During the 1906 tremor, the plates on either side of the San Andreas lurched past each other by as much as 20 ft. Over time, such jumps add up. "In 30 million years," Berkeley seismologist Bruce Bolt says, "Los Angeles will become a new suburb of San Francisco."

Even though the mechanics of earthquakes are understood, accurate prediction of their occurrence has remained beyond reach. Earthquake forecasting is mostly based on past history. If a fault once generated a big earthquake, it can be assumed that it will do so again. But just where and when will the next big break occur? Here scientists are beginning to make headway. Geophysicist Wayne Thatcher of the USGS notes that the 1906 quake ruptured a 260-mile-long section of the San Andreas, extending from Cape Mendocino to San Juan Bautista. But the plate movement along the southern portion of the rupture was minor compared with the far greater movement in the north. To Christopher Scholz of Columbia University's Lamont-Doherty Geological Observatory, this meant one thing: the southern section of the quake zone had retained an enormous amount of stress. "It was," he says, "ready to go." And last week it did.

Still, there is a vast difference between suggesting that an earthquake is likely to happen and pinpointing when. For now, scientists cannot say whether a specific section of the San Andreas fault will snap in one year's time or in a hundred, but they are working on it. Seismic silence is one clue. Soundings taken along the San Andreas over the past 15 years showed that the small earthquakes that are a daily event along other parts of the system were not occurring in the Santa Cruz mountains. Scientists argued over the significance of this blank spot in the data. Then a year ago, activity ominously resumed, and last August brought a damaging earthquake. Such an increase in activity, notes Columbia's Scholz, seems to indicate that stress has built up to the point where a major release is imminent.

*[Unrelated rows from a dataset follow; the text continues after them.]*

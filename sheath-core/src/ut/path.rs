// Copyright (c) 2025, Tom Ouellette
// Licensed under the MIT License

use std::path::{Path, PathBuf};

use crate::error::SheathError;

/// Collect file paths from a directory with an optional substring filter
///
/// Results are sorted so batch runs are reproducible.
///
/// # Arguments
///
/// * `directory` - Path to directory containing files
/// * `valid_ext` - Lowercase extensions to keep
/// * `substring` - Only include files whose name contains this substring
///
/// # Examples
///
/// ```no_run
/// use sheath_core::constant::SUPPORTED_IMAGE_FORMATS;
/// use sheath_core::ut::path::collect_file_paths;
///
/// let files = collect_file_paths("directory/", SUPPORTED_IMAGE_FORMATS.as_slice(), None);
/// ```
pub fn collect_file_paths<P: AsRef<Path>>(
    directory: P,
    valid_ext: &[&str],
    substring: Option<String>,
) -> Result<Vec<PathBuf>, SheathError> {
    let mut files: Vec<PathBuf> = std::fs::read_dir(&directory)
        .map_err(|err| SheathError::DirError(format!("{} ({})", directory.as_ref().display(), err)))?
        .filter_map(Result::ok)
        .map(|entry| entry.path())
        .filter(|path| {
            path.is_file()
                && path
                    .extension()
                    .and_then(|ext| ext.to_str())
                    .is_some_and(|ext| valid_ext.contains(&ext.to_lowercase().as_str()))
        })
        .collect();

    if let Some(substring) = substring {
        files.retain(|f| {
            f.file_name()
                .map(|name| name.to_string_lossy().contains(&substring))
                .unwrap_or(false)
        });
    }

    files.sort();

    Ok(files)
}

/// Names of the models available in a models directory
///
/// Every sub-directory is a model, named after the directory.
pub fn list_models<P: AsRef<Path>>(models_dir: P) -> Result<Vec<String>, SheathError> {
    let mut models: Vec<String> = std::fs::read_dir(&models_dir)
        .map_err(|err| SheathError::DirError(format!("{} ({})", models_dir.as_ref().display(), err)))?
        .filter_map(Result::ok)
        .map(|entry| entry.path())
        .filter(|path| path.is_dir())
        .filter_map(|path| path.file_name().map(|name| name.to_string_lossy().to_string()))
        .collect();

    models.sort();

    Ok(models)
}

/// Path to a named model, failing if it is not available
pub fn resolve_model<P: AsRef<Path>>(models_dir: P, model: &str) -> Result<PathBuf, SheathError> {
    let available = list_models(&models_dir)?;

    if !available.iter().any(|name| name == model) {
        return Err(SheathError::OtherError(format!(
            "Model '{}' is not available. Choose one of: {:?}",
            model, available
        )));
    }

    Ok(models_dir.as_ref().join(model))
}
// >>> I/O METHODS

impl SheathMask {
    /// Open a new mask from a provided path
    ///
    /// # Arguments
    ///
    /// * `path` - A path to a mask with a valid extension
    ///
    /// ```no_run
    /// use sheath_core::im::SheathMask;
    /// let mask = SheathMask::open("image_seg-myelin.png");
    /// ```
    pub fn open<P: AsRef<Path>>(path: P) -> Result<SheathMask, SheathError> {
        let extension = path
            .as_ref()
            .extension()
            .and_then(|s| s.to_str())
            .map(|s| s.to_lowercase());

        if !path.as_ref().is_file() {
            return Err(SheathError::NoFileError(
                path.as_ref().display().to_string(),
            ));
        }

        if let Some(ext) = extension {
            if ext == "npy" {
                let bytes = std::fs::read(&path).map_err(|_| SheathError::ImageReadError)?;
                let npy = NpyFile::new(&bytes[..]).map_err(|_| SheathError::ImageReadError)?;
                return Self::new_from_numpy(npy);
            }

            if constant::IMAGE_DYNAMIC_FORMATS.iter().any(|e| e == &ext) {
                let image = open_dynamic(&path).map_err(|_| SheathError::ImageReadError)?;
                return Self::new_from_dynamic(image);
            }
        }

        Err(SheathError::ImageExtensionError)
    }

    /// Initialize a new mask from a DynamicImage
    ///
    /// # Arguments
    ///
    /// * `mask` - An 8 or 16-bit grayscale DynamicImage
    ///
    /// # Examples
    ///
    /// ```
    /// use image::{GrayImage, DynamicImage};
    /// use sheath_core::im::SheathMask;
    ///
    /// let gray = GrayImage::new(10, 10);
    /// let dynamic = DynamicImage::ImageLuma8(gray);
    /// let mask = SheathMask::new_from_dynamic(dynamic);
    /// assert!(mask.is_ok());
    /// ```
    pub fn new_from_dynamic(mask: DynamicImage) -> Result<SheathMask, SheathError> {
        let width = mask.width();
        let height = mask.height();

        match mask {
            DynamicImage::ImageLuma8(buffer) => SheathMask::new(
                width,
                height,
                1,
                buffer.into_raw().into_iter().map(|p| p as u32).collect(),
            ),
            DynamicImage::ImageLumaA8(buffer) => SheathMask::new(
                width,
                height,
                1,
                buffer
                    .into_raw()
                    .chunks_exact(2)
                    .map(|p| p[0] as u32)
                    .collect(),
            ),
            DynamicImage::ImageLuma16(buffer) => SheathMask::new(
                width,
                height,
                1,
                buffer.into_raw().into_iter().map(|p| p as u32).collect(),
            ),
            DynamicImage::ImageLumaA16(buffer) => SheathMask::new(
                width,
                height,
                1,
                buffer
                    .into_raw()
                    .chunks_exact(2)
                    .map(|p| p[0] as u32)
                    .collect(),
            ),
            // Segmentation outputs are sometimes written as RGB(A) with
            // equal channels, so the first channel is taken as the label
            DynamicImage::ImageRgb8(buffer) => SheathMask::new(
                width,
                height,
                1,
                buffer
                    .into_raw()
                    .chunks_exact(3)
                    .map(|p| p[0] as u32)
                    .collect(),
            ),
            DynamicImage::ImageRgba8(buffer) => SheathMask::new(
                width,
                height,
                1,
                buffer
                    .into_raw()
                    .chunks_exact(4)
                    .map(|p| p[0] as u32)
                    .collect(),
            ),
            _ => Err(SheathError::MaskError(
                "A dynamic image mask with a valid data type was not detected.",
            )),
        }
    }

    /// Initialize a new mask from a numpy array buffer
    ///
    /// # Arguments
    ///
    /// * `npy` - A (height, width) or (height, width, 1) shaped numpy array
    pub fn new_from_numpy(npy: NpyFile<&[u8]>) -> Result<SheathMask, SheathError> {
        let shape = npy.shape().to_vec();

        let (h, w, c) = match shape.len() {
            2 => (shape[0] as u32, shape[1] as u32, 1u32),
            3 => (shape[0] as u32, shape[1] as u32, shape[2] as u32),
            _ => {
                return Err(SheathError::MaskError(
                    "Numpy array masks must have an (H, W) shape.",
                ));
            }
        };

        if c != 1 {
            return Err(SheathError::MaskFormatError);
        }

        let read_error = |_| SheathError::ImageReadError;

        match npy.dtype() {
            DType::Plain(x) => match (x.type_char(), x.size_field()) {
                (TypeChar::Bool, 1) => SheathMask::new(
                    w,
                    h,
                    1,
                    npy.into_vec::<bool>()
                        .map_err(read_error)?
                        .into_iter()
                        .map(|p| p as u32)
                        .collect(),
                ),
                (TypeChar::Uint, 1) => SheathMask::new(
                    w,
                    h,
                    1,
                    npy.into_vec::<u8>()
                        .map_err(read_error)?
                        .into_iter()
                        .map(|p| p as u32)
                        .collect(),
                ),
                (TypeChar::Uint, 2) => SheathMask::new(
                    w,
                    h,
                    1,
                    npy.into_vec::<u16>()
                        .map_err(read_error)?
                        .into_iter()
                        .map(|p| p as u32)
                        .collect(),
                ),
                (TypeChar::Uint, 4) => {
                    SheathMask::new(w, h, 1, npy.into_vec::<u32>().map_err(read_error)?)
                }
                _ => Err(SheathError::MaskFormatError),
            },
            _ => Err(SheathError::MaskError(
                "Only plain numpy mask arrays are currently supported.",
            )),
        }
    }

    /// Save mask values as-is
    ///
    /// Masks are written as 8-bit when every value fits and as 16-bit
    /// otherwise. Values above 65535 only fit in .npy output, which keeps
    /// the full u32 labels.
    pub fn save<P: AsRef<Path>>(&self, path: P) -> Result<(), SheathError> {
        let extension = path
            .as_ref()
            .extension()
            .and_then(|s| s.to_str())
            .map(|s| s.to_lowercase());

        if let Some(ext) = extension {
            if ext == "npy" {
                return self.save_as_numpy(path);
            }

            if constant::IMAGE_DYNAMIC_FORMATS.iter().any(|e| e == &ext) {
                let max = self.iter().copied().max().unwrap_or(0);

                if max > u16::MAX as u32 {
                    return Err(SheathError::MaskOverflowError(max));
                }

                if max <= u8::MAX as u32 {
                    ImageBuffer::<Luma<u8>, Vec<u8>>::from_raw(
                        self.width(),
                        self.height(),
                        self.to_u8(),
                    )
                    .ok_or(SheathError::ImageWriteError)?
                    .save(path)
                    .map_err(|_| SheathError::ImageWriteError)?;
                } else {
                    ImageBuffer::<Luma<u16>, Vec<u16>>::from_raw(
                        self.width(),
                        self.height(),
                        self.to_u16(),
                    )
                    .ok_or(SheathError::ImageWriteError)?
                    .save(path)
                    .map_err(|_| SheathError::ImageWriteError)?;
                }

                return Ok(());
            }
        }

        Err(SheathError::ImageExtensionError)
    }

    /// Save a binary view of the mask where foreground is written as 255
    pub fn save_binary<P: AsRef<Path>>(&self, path: P) -> Result<(), SheathError> {
        self.binary_scaled(255).save(path)
    }

    fn save_as_numpy<P: AsRef<Path>>(&self, path: P) -> Result<(), SheathError> {
        let mut buffer = vec![];
        let mut writer = npyz::WriteOptions::<u32>::new()
            .default_dtype()
            .shape(&[self.height() as u64, self.width() as u64])
            .writer(&mut buffer)
            .begin_nd()
            .map_err(|_| SheathError::ImageWriteError)?;

        for value in self.iter() {
            writer
                .push(value)
                .map_err(|_| SheathError::ImageWriteError)?;
        }

        writer.finish().map_err(|_| SheathError::ImageWriteError)?;
        std::fs::write(&path, buffer).map_err(|_| SheathError::ImageWriteError)
    }
}
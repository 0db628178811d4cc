// Copyright (c) 2025, Tom Ouellette
// Licensed under the MIT License

use std::collections::BTreeMap;

use serde_json::Value;

use crate::constant;
use crate::im::{SheathImage, SheathMask};

/// String-keyed metadata attached to a layer
pub type Metadata = BTreeMap<String, Value>;

/// Raster payload of a layer
#[derive(Debug, Clone)]
pub enum LayerData {
    Image(SheathImage),
    Mask(SheathMask),
}

/// Capability tag of a layer
#[derive(Debug, Clone, Copy, PartialEq, Eq)]
pub enum LayerTag {
    Image,
    Mask,
}

/// Derived mask kinds tracked for every image
#[derive(Debug, Clone, Copy, PartialEq, Eq)]
pub enum MaskKind {
    Axon,
    Myelin,
}

impl MaskKind {
    /// Metadata key on the image layer naming this mask
    pub fn metadata_key(&self) -> &'static str {
        match self {
            MaskKind::Axon => constant::KEY_AXON_MASK,
            MaskKind::Myelin => constant::KEY_MYELIN_MASK,
        }
    }

    /// Display color for this mask kind
    pub fn color(&self) -> [u8; 3] {
        match self {
            MaskKind::Axon => constant::AXON_COLOR,
            MaskKind::Myelin => constant::MYELIN_COLOR,
        }
    }

    /// Short lowercase name used when deriving layer names
    pub fn label(&self) -> &'static str {
        match self {
            MaskKind::Axon => "axon",
            MaskKind::Myelin => "myelin",
        }
    }
}

/// A named raster held by a session
///
/// # Examples
///
/// ```
/// use sheath_core::im::SheathMask;
/// use sheath_core::layer::{Layer, LayerTag};
///
/// let layer = Layer::new_mask("sample_axon", SheathMask::zeros(4, 4, 1), [0, 0, 255]);
///
/// assert_eq!(layer.name(), "sample_axon");
/// assert_eq!(layer.tag(), LayerTag::Mask);
/// assert!(layer.metadata.is_empty());
/// ```
#[derive(Debug, Clone)]
pub struct Layer {
    name: String,
    data: LayerData,
    color: Option<[u8; 3]>,
    pub metadata: Metadata,
}

impl Layer {
    /// Create an image layer
    pub fn new_image<S: Into<String>>(name: S, image: SheathImage) -> Self {
        Layer {
            name: name.into(),
            data: LayerData::Image(image),
            color: None,
            metadata: Metadata::new(),
        }
    }

    /// Create a mask layer drawn with `color`
    pub fn new_mask<S: Into<String>>(name: S, mask: SheathMask, color: [u8; 3]) -> Self {
        Layer {
            name: name.into(),
            data: LayerData::Mask(mask),
            color: Some(color),
            metadata: Metadata::new(),
        }
    }

    pub fn name(&self) -> &str {
        &self.name
    }

    pub(crate) fn set_name(&mut self, name: String) {
        self.name = name;
    }

    pub fn tag(&self) -> LayerTag {
        match self.data {
            LayerData::Image(_) => LayerTag::Image,
            LayerData::Mask(_) => LayerTag::Mask,
        }
    }

    pub fn is_image(&self) -> bool {
        self.tag() == LayerTag::Image
    }

    pub fn is_mask(&self) -> bool {
        self.tag() == LayerTag::Mask
    }

    pub fn data(&self) -> &LayerData {
        &self.data
    }

    pub fn image(&self) -> Option<&SheathImage> {
        match &self.data {
            LayerData::Image(image) => Some(image),
            LayerData::Mask(_) => None,
        }
    }

    pub fn mask(&self) -> Option<&SheathMask> {
        match &self.data {
            LayerData::Mask(mask) => Some(mask),
            LayerData::Image(_) => None,
        }
    }

    pub(crate) fn mask_mut(&mut self) -> Option<&mut SheathMask> {
        match &mut self.data {
            LayerData::Mask(mask) => Some(mask),
            LayerData::Image(_) => None,
        }
    }

    pub fn color(&self) -> Option<[u8; 3]> {
        self.color
    }

    /// String metadata value, if present and a string
    pub fn metadata_str(&self, key: &str) -> Option<&str> {
        self.metadata.get(key).and_then(Value::as_str)
    }

    /// Numeric metadata value, if present and a number
    pub fn metadata_f64(&self, key: &str) -> Option<f64> {
        self.metadata.get(key).and_then(Value::as_f64)
    }

    pub fn set_metadata<V: Into<Value>>(&mut self, key: &str, value: V) {
        self.metadata.insert(key.to_string(), value.into());
    }
}
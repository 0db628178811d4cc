mod pixel_size;
mod table;

pub use pixel_size::parse_pixel_size;
pub use pixel_size::pixel_size_path;
pub use pixel_size::read_pixel_size;
pub use pixel_size::write_pixel_size;

pub use table::TableFormat;
pub use table::write_table;
pub use table::write_table_delimited;
pub use table::write_table_pq;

Halfway between San Francisco and Los Angeles, near the tiny town of Parkfield, scientists are conducting an experiment that they hope will open the door to a new era of earthquake prediction. Along a 20-mile section of the San Andreas, researchers have sunk strain gauges up to 1,000 ft. deep into the earth and laced the surface with "creep meters" that measure rock movement. "We're listening to the heartbeat of this section of the fault very, very closely," says the Geological Survey's Thatcher. The Parkfield section of the San Andreas is unusual in that it is the Old Faithful of earthquake zones, generating moderate tremors every 20 to 27 years. The last Parkfield earthquake occurred in 1966, which means that the next one should strike between now and 1993. By keeping detailed track of underground changes over time, scientists hope to identify precise signals that an earthquake is imminent.

The size of an earthquake is determined partly by the length of the fault segment that slips. In addition, large earthquakes tend to be spaced further apart than small ones, since it takes a much longer time to accumulate sufficient stress. While scientists cannot say exactly where or when the next Big One will hit, they are not without hunches. Southern California, which has not had a Big One since 1857, is every seismologist's first bet.

Still, as last week's quake in San Francisco demonstrated only too well, it does not take a Big One to deal a lethal blow. For this reason, some geologists think that the Big One has been overemphasized as a near-term threat. There are faults up and down the California coast capable of equaling the latest quake, and that is enough reason to worry. Likely candidates for significant quakes in Northern California include not only Berkeley and Oakland but also the Silicon Valley. The Los Angeles Basin, for its part, has experienced an increase in small earthquakes, which many seismologists find alarming. The message from Mother Nature seems unmistakable: Be prepared.

FOOTNOTE: *The Richter scale is logarithmic, so each additional point represents a tenfold increase in severity.